# scanimage access denied

## fireedo

I try to setup my microtek scanmaker 3840 which has fully support from sane but it always show me this :

 *Quote:*   

> scanimage -T
> 
> scanimage: open of device sm3840:libusb:001:004 failed: Access to resource has been denied

 

while running scanimage -L give me this :

 *Quote:*   

> device `sm3840:libusb:001:004' is a Microtek ScanMaker 3840 flatbed scanner

 

and this my lsusb report :

 *Quote:*   

> Bus 001 Device 004: ID 05da:30d4 Microtek International, Inc.

 

my gruops :

 *Quote:*   

> azalia@azalia:~$ groups
> 
> azalia dialout cdrom floppy audio video plugdev netdev powerdev scanner saned

 

and i have edit my /etc/sane.d/plustek.conf

```
# Plustek-SANE Backend configuration file

# For use with LM9831/2/3 based USB scanners

#

# each device needs at least two lines:

# - [usb] vendor-ID and product-ID

# - device devicename

# i.e. for Plustek (0x07B3) UT12/16/24 (0x0017)

# [usb] 0x07B3 0x0017

# device /dev/usbscanner

# or

# device libusb:bbb:ddd

# where bbb is the busnumber and ddd the device number

# make sure that your user has access to /proc/bus/usb/bbb/ddd

#

# additionally you can specify some options

# warmup, lOffOnEnd, lampOff

#

# For autodetection use

# [usb]

# device /dev/usbscanner

#

# or simply

# [usb]

#

# or if you want a specific device but you have no idea about the

# device node or you use libusb, simply set vendor- and product-ID

# [usb] 0x07B3 0x0017

# device auto

#

# NOTE: autodetection is safe, as it uses the info it got

#       from the USB subsystem. If you're not using the

#       autodetection, you MUST have attached that device

#       at your USB-port, that you have specified...

#

[usb]

#

# options for the previous USB entry

#

# switch lamp off after xxx secs, 0 disables the feature

# (can also be set via frontend)

option lampOff 300

# warmup period in seconds, 0 means no warmup, -1 means auto-warmup

# (can also be set via frontend)

option warmup -1

# 0 means leave lamp-status untouched, not 0 means switch off

# on sane_close

# (can also be set via frontend)

option lOffOnEnd 1

#

# options to tweak the image start-position

# (WARNING: there's no internal range check!!!)

#

# for the normal scan area

#

option posOffX 0

option posOffY 0

# for transparencies

option tpaOffX 0

option tpaOffY 0

# for negatives

option negOffX 0

option negOffY 0

#

# for setting the calibration strip position

# (WARNING: there's no internal range check!!!)

# -1 means use built in

# (can also be set via frontend)

option posShadingY -1

option tpaShadingY -1

option negShadingY -1

#

# to invert the negatives, 0 disables the feature

#

option invertNegatives 0

#

# to disable the internal sensor speedup function, 

# 1 disables the feature

#

option disableSpeedup 0

#

# to save/restore coarse calibration data

# (can also be set via frontend)

option cacheCalData 0

#

# use alternate calibration routines

#

option altCalibration 0

#

# for skipping whole calibration step

#

option skipCalibration 0

#

# for skipping entire fine calibration step

# coarse calibration is done

#

option skipFine 0

#

# discard the result of the fine white calibration

#

option skipFineWhite 0

#

# some scanners have a dark calibration strip, in

# general this one should be used for calibration.

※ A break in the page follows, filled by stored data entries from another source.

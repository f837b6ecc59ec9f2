// This example builds a small multilayer perceptron and runs it eagerly.

// Every call to Network::forward runs every layer's code again, on concrete data.
// That makes it easy to debug (print intermediate tensors, set breakpoints in layers)
// at the cost of re-dispatching and re-allocating everything per call.

use hybridize::{ Network, Dense, ActType, Initializer, Tensor };

fn main() -> hybridize::Result<()> {
  let mut net = Network::new();
  net.add(Dense::new(256).activation(ActType::Relu))
     .add(Dense::new(128).activation(ActType::Relu))
     .add(Dense::new(2));

  // Input sizes are unknown until the first batch arrives,
  // so weights get allocated during the first forward pass
  net.initialize(Initializer::Xavier);

  // --- Insert real data here ---
  let input = Tensor::<f32>::randn(&[1, 512]);

  let output = net.forward(&input)?;
  println!("{net}");
  println!("{output}");
  println!("{:?}", net.statistics());
  Ok(())
}
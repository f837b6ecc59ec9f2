use std::io;

use thiserror::Error;

use crate::Shape;


pub type Result<T> = std::result::Result<T, Error>;


/// Everything that can go wrong while building, running or persisting a network.

#[derive(Debug, Error)]
pub enum Error {
  #[error("{op}: expected {expected}, found {found}")]
  ShapeMismatch { op: String, expected: String, found: Shape },

  #[error("parameter `{0}` has not been initialized")]
  UninitializedParameter(String),

  #[error("parameter `{0}` is missing")]
  MissingParameter(String),

  #[error("network has not been traced yet, hybridize it and call forward first")]
  NotTraced,

  #[error("invalid graph: {0}")]
  InvalidGraph(String),

  #[error(transparent)]
  Io(#[from] io::Error),

  #[error(transparent)]
  Json(#[from] serde_json::Error),

  #[error(transparent)]
  Encoding(#[from] postcard::Error),
}

impl Error {
  pub(crate) fn shape(op: impl Into<String>, expected: impl Into<String>, found: &Shape) -> Self {
    Self::ShapeMismatch { op: op.into(), expected: expected.into(), found: found.clone() }
  }
}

# As this could cause some trouble, this option

# overrides that and the dark calibration will be

# done by switching the lamp off

#

option skipDarkStrip 0

# for replacing the gain values found during coarse

# calibration

# (can also be set via frontend)

option red_gain   -1

option green_gain -1

option blue_gain  -1

# for replacing the offset values found during coarse

# calibration

# (can also be set via frontend)

option red_offset   -1

option green_offset -1

option blue_offset  -1

#

# for replacing the default lampoff settings, this

# works only for CIS devices like CanoScan LiDE20

# (can also be set via frontend)

option red_lampoff   -1

option green_lampoff -1

option blue_lampoff  -1

#

# for adjusting the default gamma values

# (can also be set via frontend)

option redGamma         1.0

option greenGamma       1.0

option blueGamma        1.0

option grayGamma        1.0

#

# to enable TPA (EPSON or UMAX, if autodetection fails)

# 0 means default behaviour as specified in the internal tables

# 1 means enable (needed for UMAX 3450)

option enableTPA 0

#

# model override functionality, currently only available for

# Mustek devices, using NSCs' vendor ID: 0x0400 and

# also their product ID: 0x1000 (LM9831) 0x1001 (LM9832)

#

# mov/PID    |    0x1000   |   0x1001

# ---------------------------------------

# 0 (default)| BearPaw1200 | BearPaw 2400

# 1          |   ignored   | BearPaw 1200

#

option mov 0

#

# and of course the device-name

#

# device /dev/usbscanner

device auto

#

# to define a new device, start with a new section:

# [usb] 05da 30d4

#

[usb] 05da 30d4

device auto
```

can anyone help me about that? 

thanx in advance

----------

## jstead1

try scanimage -T as root.

If root has access, it is a permissions problem.

If this is a usb connected scanner, it may be the way udev is setting up the device.

The rules are in /etc/udev/rules.d

----------

## j79zlr

Sorry to bump this old thread, but I have a Microtek Scanmaker 4800, which is the same as the 3840 and it doesn't work with the 1.0.19 backends, but does with the 1.0.18 backend. So you might want to try installing the older version.

----------